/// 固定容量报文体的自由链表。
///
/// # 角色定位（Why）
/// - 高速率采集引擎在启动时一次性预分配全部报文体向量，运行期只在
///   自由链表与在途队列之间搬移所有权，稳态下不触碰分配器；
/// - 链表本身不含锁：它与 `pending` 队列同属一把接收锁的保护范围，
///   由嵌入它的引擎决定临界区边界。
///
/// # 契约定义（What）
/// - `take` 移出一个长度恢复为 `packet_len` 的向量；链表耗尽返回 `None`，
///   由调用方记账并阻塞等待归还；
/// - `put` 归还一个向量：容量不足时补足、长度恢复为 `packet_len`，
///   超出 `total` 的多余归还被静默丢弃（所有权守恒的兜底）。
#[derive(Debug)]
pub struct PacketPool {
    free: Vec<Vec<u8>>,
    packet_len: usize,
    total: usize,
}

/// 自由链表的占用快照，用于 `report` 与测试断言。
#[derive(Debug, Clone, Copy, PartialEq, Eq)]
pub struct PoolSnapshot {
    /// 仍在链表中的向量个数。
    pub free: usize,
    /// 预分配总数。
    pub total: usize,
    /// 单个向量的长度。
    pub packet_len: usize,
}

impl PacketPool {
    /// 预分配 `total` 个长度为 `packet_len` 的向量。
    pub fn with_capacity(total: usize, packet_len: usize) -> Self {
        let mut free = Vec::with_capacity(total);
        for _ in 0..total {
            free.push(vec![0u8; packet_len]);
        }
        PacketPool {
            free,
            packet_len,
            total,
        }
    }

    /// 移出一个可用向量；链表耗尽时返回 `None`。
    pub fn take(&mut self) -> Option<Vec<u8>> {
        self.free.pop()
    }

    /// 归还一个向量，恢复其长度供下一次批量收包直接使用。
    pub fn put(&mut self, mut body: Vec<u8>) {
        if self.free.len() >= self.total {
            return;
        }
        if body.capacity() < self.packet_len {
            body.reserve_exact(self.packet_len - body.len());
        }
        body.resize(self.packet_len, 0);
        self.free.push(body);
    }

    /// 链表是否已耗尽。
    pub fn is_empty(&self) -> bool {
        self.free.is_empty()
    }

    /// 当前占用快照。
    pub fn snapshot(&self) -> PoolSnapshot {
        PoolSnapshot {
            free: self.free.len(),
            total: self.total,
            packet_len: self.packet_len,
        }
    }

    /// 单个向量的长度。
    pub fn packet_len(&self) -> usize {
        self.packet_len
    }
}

──────────

> _Problem to solve_: Would you tally the lines above that include "usize" and reply with only the total?

> _Task result_: 7